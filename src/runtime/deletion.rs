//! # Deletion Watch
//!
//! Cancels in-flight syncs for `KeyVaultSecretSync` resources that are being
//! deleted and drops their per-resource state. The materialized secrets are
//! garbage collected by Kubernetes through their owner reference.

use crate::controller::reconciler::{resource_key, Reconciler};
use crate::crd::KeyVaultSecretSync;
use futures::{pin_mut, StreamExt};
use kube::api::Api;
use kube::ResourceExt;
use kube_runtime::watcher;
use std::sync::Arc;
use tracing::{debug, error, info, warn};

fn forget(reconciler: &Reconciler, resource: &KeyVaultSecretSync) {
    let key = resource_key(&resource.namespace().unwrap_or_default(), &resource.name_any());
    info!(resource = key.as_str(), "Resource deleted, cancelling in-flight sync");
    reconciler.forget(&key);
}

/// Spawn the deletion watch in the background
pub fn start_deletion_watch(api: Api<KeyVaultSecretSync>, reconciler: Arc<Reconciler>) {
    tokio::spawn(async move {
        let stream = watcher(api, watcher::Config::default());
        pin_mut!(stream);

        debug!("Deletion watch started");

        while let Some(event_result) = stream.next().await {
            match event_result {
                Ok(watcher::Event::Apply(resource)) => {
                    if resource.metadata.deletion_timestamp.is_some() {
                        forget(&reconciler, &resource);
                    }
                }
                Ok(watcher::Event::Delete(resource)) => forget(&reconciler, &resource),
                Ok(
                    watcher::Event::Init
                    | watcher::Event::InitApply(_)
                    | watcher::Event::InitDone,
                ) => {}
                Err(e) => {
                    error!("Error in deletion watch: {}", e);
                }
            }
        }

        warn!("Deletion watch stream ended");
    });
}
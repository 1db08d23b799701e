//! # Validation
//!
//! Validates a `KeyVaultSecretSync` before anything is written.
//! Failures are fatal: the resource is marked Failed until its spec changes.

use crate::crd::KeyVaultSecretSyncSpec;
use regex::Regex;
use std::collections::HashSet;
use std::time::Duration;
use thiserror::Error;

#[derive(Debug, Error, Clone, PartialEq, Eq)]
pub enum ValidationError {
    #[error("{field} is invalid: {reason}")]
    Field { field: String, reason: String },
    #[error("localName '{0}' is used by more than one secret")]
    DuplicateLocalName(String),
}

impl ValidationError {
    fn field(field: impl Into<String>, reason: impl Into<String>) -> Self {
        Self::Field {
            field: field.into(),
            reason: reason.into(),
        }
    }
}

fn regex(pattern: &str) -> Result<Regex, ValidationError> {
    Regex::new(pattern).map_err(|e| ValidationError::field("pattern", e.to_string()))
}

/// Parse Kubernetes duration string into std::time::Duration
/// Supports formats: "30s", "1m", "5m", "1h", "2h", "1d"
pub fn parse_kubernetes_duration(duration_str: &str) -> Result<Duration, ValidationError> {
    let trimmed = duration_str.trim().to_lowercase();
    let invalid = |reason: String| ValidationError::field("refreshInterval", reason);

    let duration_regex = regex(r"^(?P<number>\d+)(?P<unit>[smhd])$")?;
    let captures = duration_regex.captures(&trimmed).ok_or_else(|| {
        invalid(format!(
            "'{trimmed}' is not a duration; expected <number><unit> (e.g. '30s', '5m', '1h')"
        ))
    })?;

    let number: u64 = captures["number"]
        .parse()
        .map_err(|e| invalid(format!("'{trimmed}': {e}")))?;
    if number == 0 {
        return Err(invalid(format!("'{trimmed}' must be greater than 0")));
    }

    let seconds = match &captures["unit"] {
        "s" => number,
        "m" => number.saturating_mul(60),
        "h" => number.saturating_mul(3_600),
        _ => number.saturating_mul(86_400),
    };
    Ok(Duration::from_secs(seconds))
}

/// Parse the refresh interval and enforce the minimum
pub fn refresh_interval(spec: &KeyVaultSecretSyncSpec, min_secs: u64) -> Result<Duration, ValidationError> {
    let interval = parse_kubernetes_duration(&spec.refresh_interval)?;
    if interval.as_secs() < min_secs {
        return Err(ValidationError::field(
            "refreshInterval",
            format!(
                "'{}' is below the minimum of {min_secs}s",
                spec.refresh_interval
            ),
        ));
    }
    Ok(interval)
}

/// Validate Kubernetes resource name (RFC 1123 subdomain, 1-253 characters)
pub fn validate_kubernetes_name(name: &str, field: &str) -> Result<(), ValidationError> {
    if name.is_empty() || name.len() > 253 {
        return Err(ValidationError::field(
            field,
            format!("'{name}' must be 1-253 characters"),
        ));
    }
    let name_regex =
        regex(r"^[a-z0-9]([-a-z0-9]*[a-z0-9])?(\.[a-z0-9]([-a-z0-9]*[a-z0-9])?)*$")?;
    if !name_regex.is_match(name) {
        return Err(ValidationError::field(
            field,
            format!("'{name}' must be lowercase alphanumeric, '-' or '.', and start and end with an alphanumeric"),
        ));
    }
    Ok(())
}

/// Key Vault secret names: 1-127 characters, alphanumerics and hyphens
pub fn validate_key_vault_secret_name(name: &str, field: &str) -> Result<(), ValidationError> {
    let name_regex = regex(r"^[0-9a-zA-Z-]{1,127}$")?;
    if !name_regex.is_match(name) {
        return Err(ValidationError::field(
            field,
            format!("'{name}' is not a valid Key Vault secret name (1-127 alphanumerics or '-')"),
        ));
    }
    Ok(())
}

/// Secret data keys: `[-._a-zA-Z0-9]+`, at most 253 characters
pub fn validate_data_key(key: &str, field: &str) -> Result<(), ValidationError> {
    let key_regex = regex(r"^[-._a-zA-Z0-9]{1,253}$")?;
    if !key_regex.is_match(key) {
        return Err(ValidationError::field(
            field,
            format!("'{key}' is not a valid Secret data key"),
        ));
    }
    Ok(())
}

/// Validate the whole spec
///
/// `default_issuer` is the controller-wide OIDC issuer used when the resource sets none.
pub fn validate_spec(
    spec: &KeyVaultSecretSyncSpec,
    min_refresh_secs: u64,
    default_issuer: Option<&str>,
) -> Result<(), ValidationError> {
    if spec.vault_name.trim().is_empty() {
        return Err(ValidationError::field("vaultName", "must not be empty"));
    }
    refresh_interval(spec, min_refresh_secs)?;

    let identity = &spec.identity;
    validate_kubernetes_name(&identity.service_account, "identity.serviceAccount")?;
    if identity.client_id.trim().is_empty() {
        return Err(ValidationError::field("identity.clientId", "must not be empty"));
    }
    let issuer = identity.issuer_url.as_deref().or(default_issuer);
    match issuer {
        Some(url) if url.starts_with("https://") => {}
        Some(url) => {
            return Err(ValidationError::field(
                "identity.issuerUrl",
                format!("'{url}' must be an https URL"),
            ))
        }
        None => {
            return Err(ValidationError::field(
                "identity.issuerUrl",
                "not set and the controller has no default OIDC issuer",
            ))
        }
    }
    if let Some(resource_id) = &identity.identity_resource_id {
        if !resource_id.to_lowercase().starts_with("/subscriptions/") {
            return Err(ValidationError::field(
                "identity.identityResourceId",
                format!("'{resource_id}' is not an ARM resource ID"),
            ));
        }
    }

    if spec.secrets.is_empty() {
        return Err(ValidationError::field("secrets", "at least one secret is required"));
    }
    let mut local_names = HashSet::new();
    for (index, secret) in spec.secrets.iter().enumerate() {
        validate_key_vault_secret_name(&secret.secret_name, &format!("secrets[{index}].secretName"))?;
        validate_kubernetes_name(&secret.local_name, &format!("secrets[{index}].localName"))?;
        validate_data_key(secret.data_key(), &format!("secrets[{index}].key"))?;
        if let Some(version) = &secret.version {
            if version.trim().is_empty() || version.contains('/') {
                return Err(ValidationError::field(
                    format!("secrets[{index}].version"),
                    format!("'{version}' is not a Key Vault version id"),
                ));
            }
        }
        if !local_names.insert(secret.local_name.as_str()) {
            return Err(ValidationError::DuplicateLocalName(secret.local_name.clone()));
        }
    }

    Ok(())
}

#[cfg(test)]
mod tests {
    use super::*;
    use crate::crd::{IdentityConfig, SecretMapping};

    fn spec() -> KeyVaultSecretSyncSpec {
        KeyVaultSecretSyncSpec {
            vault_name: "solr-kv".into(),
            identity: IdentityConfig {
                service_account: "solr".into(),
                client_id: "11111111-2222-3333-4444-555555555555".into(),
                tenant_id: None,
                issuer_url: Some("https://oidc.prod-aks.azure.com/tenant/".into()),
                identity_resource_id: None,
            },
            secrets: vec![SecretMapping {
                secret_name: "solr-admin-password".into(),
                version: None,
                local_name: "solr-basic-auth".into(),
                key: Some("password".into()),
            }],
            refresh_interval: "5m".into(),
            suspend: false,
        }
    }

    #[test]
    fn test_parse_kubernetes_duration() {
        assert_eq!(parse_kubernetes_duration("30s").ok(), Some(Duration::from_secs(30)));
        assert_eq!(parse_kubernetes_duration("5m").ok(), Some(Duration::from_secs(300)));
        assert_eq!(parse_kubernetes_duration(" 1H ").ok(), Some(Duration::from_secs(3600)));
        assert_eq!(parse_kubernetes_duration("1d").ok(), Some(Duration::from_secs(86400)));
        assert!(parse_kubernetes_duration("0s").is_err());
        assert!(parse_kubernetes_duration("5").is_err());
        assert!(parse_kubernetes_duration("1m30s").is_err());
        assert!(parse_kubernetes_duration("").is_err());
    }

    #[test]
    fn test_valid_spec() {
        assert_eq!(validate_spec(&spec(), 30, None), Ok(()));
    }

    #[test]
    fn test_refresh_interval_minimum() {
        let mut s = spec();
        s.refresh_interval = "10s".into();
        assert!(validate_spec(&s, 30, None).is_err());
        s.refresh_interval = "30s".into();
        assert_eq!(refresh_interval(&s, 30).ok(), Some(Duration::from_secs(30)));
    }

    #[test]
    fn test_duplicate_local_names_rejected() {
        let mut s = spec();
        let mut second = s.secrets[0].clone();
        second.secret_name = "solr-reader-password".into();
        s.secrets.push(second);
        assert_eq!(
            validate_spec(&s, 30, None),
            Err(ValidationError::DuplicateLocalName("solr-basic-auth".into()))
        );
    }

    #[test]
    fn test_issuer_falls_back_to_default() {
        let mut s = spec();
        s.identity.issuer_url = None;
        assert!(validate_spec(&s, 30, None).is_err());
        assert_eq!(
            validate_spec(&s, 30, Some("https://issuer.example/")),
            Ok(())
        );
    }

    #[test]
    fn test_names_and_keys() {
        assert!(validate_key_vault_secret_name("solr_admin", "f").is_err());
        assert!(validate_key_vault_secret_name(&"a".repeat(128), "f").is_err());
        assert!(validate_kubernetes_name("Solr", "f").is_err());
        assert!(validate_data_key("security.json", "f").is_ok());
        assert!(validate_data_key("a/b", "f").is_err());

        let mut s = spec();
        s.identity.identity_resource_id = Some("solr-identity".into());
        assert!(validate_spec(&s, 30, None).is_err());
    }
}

● **ABOUT THIS EXERCISE**:
From the records above, return each line that has the string "must".

● **SOLUTION TO THIS TASK**:
        return Err(invalid(format!("'{trimmed}' must be greater than 0")));
            format!("'{name}' must be 1-253 characters"),
            format!("'{name}' must be lowercase alphanumeric, '-' or '.', and start and end with an alphanumeric"),
        return Err(ValidationError::field("vaultName", "must not be empty"));
        return Err(ValidationError::field("identity.clientId", "must not be empty"));
                format!("'{url}' must be an https URL"),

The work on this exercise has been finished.